Reported oral aripiprazole dosages of 15 mg and 20 mg have shown PK profiles comparable to those of LAI aripiprazole at 300 mg and 400 mg, respectively38,39. Additionally, the most recommended starting oral dose for olanzapine is 10–15 mg once daily, with corresponding LAI doses being 300 and 405 mg once monthly respectively42,74,75. Thus, simulations were conducted to predict the pharmacokinetics of the oral dosages (e.g., 15 mg ARI and 15 mg OLZ) and their therapeutic-equivalent LAI doses (300 mg ARI and 405 mg OLZ, respectively) in virtual pregnant populations (n = 100 per scenario). The mean (SD) body weight and age of the virtual population were 57.9 (12.6) kg and 31.5 (7.9) years, respectively.

For oral doses, one dosing interval (within 24 h) at steady state was analysed during the second and third trimesters. Similarly, steady-state pharmacokinetics of LAI aripiprazole were simulated during the second and third trimesters with analysis carried-out for a monthly dosing interval.

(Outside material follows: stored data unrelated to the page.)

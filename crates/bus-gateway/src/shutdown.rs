//! Process-wide cancellation built on a `watch` channel.

use std::sync::Arc;
use tokio::sync::watch;

/// Owner side of the cancellation source. Dropping it also cancels.
#[derive(Debug)]
pub struct Shutdown {
    tx: watch::Sender<bool>,
}

/// Cheap, cloneable observer handed to loops and handlers.
#[derive(Debug, Clone)]
pub struct ShutdownSignal {
    rx: watch::Receiver<bool>,
    /// Set only for [`ShutdownSignal::never`], which owns its sender.
    _owner: Option<Arc<watch::Sender<bool>>>,
}

impl Shutdown {
    #[must_use]
    pub fn new() -> Self {
        let (tx, _) = watch::channel(false);
        Self { tx }
    }

    /// Create an observer.
    #[must_use]
    pub fn signal(&self) -> ShutdownSignal {
        ShutdownSignal {
            rx: self.tx.subscribe(),
            _owner: None,
        }
    }

    /// Request shutdown. Idempotent.
    pub fn trigger(&self) {
        self.tx.send_replace(true);
    }

    #[must_use]
    pub fn is_triggered(&self) -> bool {
        *self.tx.borrow()
    }
}

impl Default for Shutdown {
    fn default() -> Self {
        Self::new()
    }
}

impl ShutdownSignal {
    /// A signal that never fires, for callers without a shutdown owner.
    #[must_use]
    pub fn never() -> Self {
        let (tx, rx) = watch::channel(false);
        Self {
            rx,
            _owner: Some(Arc::new(tx)),
        }
    }

    /// Check without waiting. A dropped owner counts as cancelled.
    #[must_use]
    pub fn is_cancelled(&self) -> bool {
        *self.rx.borrow() || self.rx.has_changed().is_err()
    }

    /// Wait until shutdown is requested or the owner is dropped.
    pub async fn cancelled(&self) {
        let mut rx = self.rx.clone();
        // Err means the sender was dropped, which counts as cancellation.
        let _ = rx.wait_for(|cancelled| *cancelled).await;
    }
}

#[cfg(test)]
mod tests {
    use super::*;
    use std::time::Duration;
    use tokio::time::timeout;

    #[tokio::test]
    async fn test_trigger_wakes_waiters() {
        let shutdown = Shutdown::new();
        let signal = shutdown.signal();
        assert!(!signal.is_cancelled());

        let waiter = tokio::spawn({
            let signal = signal.clone();
            async move { signal.cancelled().await }
        });

        shutdown.trigger();
        timeout(Duration::from_millis(100), waiter)
            .await
            .expect("timeout")
            .expect("join");
        assert!(signal.is_cancelled());
        assert!(shutdown.is_triggered());
    }

    #[tokio::test]
    async fn test_dropped_owner_cancels() {
        let shutdown = Shutdown::new();
        let signal = shutdown.signal();
        assert!(!signal.is_cancelled());
        drop(shutdown);

        assert!(signal.is_cancelled());
        timeout(Duration::from_millis(100), signal.cancelled())
            .await
            .expect("timeout");
    }

    #[tokio::test]
    async fn test_never_signal() {
        let signal = ShutdownSignal::never();
        assert!(!signal.is_cancelled());
        assert!(timeout(Duration::from_millis(10), signal.cancelled())
            .await
            .is_err());
    }
}
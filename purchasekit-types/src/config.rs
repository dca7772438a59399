//! Process-wide store configuration.
//!
//! Supplied exactly once before first use. Every other operation fails
//! with `ConfigurationMissing`/`ServiceNotStarted` until it is set, and
//! re-configuration after start is rejected.

use crate::ProductId;
use serde::{Deserialize, Serialize};

/// Configuration for the store core.
///
/// Recognized options exactly as enumerated here; deserialization rejects
/// anything else.
#[derive(Debug, Clone, PartialEq, Eq, Serialize, Deserialize)]
#[serde(deny_unknown_fields)]
pub struct StoreConfig {
    /// Product ids to load from the storefront catalog.
    pub product_ids: Vec<String>,

    /// Ids of lifetime products. Lifetime products are mandatory: a
    /// catalog load fails if the store reports no match for one of these.
    pub lifetime_ids: Vec<String>,

    /// Expiration window for non-renewing subscriptions, in days.
    /// Absent means they never expire.
    #[serde(default)]
    pub non_renewable_expiration_days: Option<u32>,

    /// Sort loaded products ascending by price.
    #[serde(default)]
    pub auto_sort_products: bool,
}

impl StoreConfig {
    /// Creates a configuration with the given product ids and defaults
    /// for everything else.
    #[must_use]
    pub fn new(product_ids: Vec<String>, lifetime_ids: Vec<String>) -> Self {
        Self {
            product_ids,
            lifetime_ids,
            non_renewable_expiration_days: None,
            auto_sort_products: false,
        }
    }

    /// Sets the non-renewing expiration window.
    #[must_use]
    pub fn with_non_renewable_expiration_days(mut self, days: u32) -> Self {
        self.non_renewable_expiration_days = Some(days);
        self
    }

    /// Enables price sorting of loaded products.
    #[must_use]
    pub fn with_auto_sort(mut self) -> Self {
        self.auto_sort_products = true;
        self
    }

    /// All product ids to request from the storefront: the configured
    /// product ids plus any lifetime ids not already listed.
    #[must_use]
    pub fn all_product_ids(&self) -> Vec<ProductId> {
        let mut ids: Vec<ProductId> = self.product_ids.iter().map(ProductId::from).collect();
        for lifetime in &self.lifetime_ids {
            if !self.product_ids.contains(lifetime) {
                ids.push(ProductId::from(lifetime.clone()));
            }
        }
        ids
    }

    /// Returns true if the given product is configured as a lifetime
    /// product.
    #[must_use]
    pub fn is_lifetime(&self, id: &ProductId) -> bool {
        self.lifetime_ids.iter().any(|l| l == id.as_str())
    }
}
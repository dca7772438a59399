//! The outbound observer interface.
//!
//! Every operation has a default no-op implementation, so an observer
//! opts into exactly the notifications it cares about.

use crate::purchase::StoreState;
use async_trait::async_trait;
use purchasekit_ledger::EntitlementChange;
use purchasekit_types::{ProductDescriptor, ProductId, StoreError};

/// Receiver of store notifications.
///
/// At most one observer is registered at a time; registering a new one
/// drops the previous observer silently. Notifications arrive strictly
/// serialized, in production order.
#[async_trait]
pub trait StoreObserver: Send + Sync {
    /// A purchase attempt changed state.
    async fn state_changed(&self, _state: StoreState) {}

    /// A catalog load completed.
    async fn products_loaded(&self, _products: Vec<ProductDescriptor>) {}

    /// The set of active entitlements changed.
    async fn entitlements_changed(&self, _added: Vec<ProductId>, _removed: Vec<ProductId>) {}

    /// A classified change observed on the transaction feed or during a
    /// restore.
    async fn update_event(&self, _change: EntitlementChange) {}

    /// A recovered, non-fatal error (e.g. an unverifiable payload on the
    /// live stream) or a terminal restore failure.
    async fn error(&self, _error: StoreError) {}
}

Foetal exposure was estimated using the m-f-PBPK model, and calculations were based on time-averaged cord plasma concentration relative to maternal plasma concentration ratio (C:M ratio). Furthermore, the foetal-to-maternal exposure ratio within each dosing interval was estimated by dividing the area under the drug concentration curve (AUC) of the foetus by that of the mother (fAUC/mAUC). Variations in foetal and maternal plasma concentrations over one dosing interval at steady state were also assessed.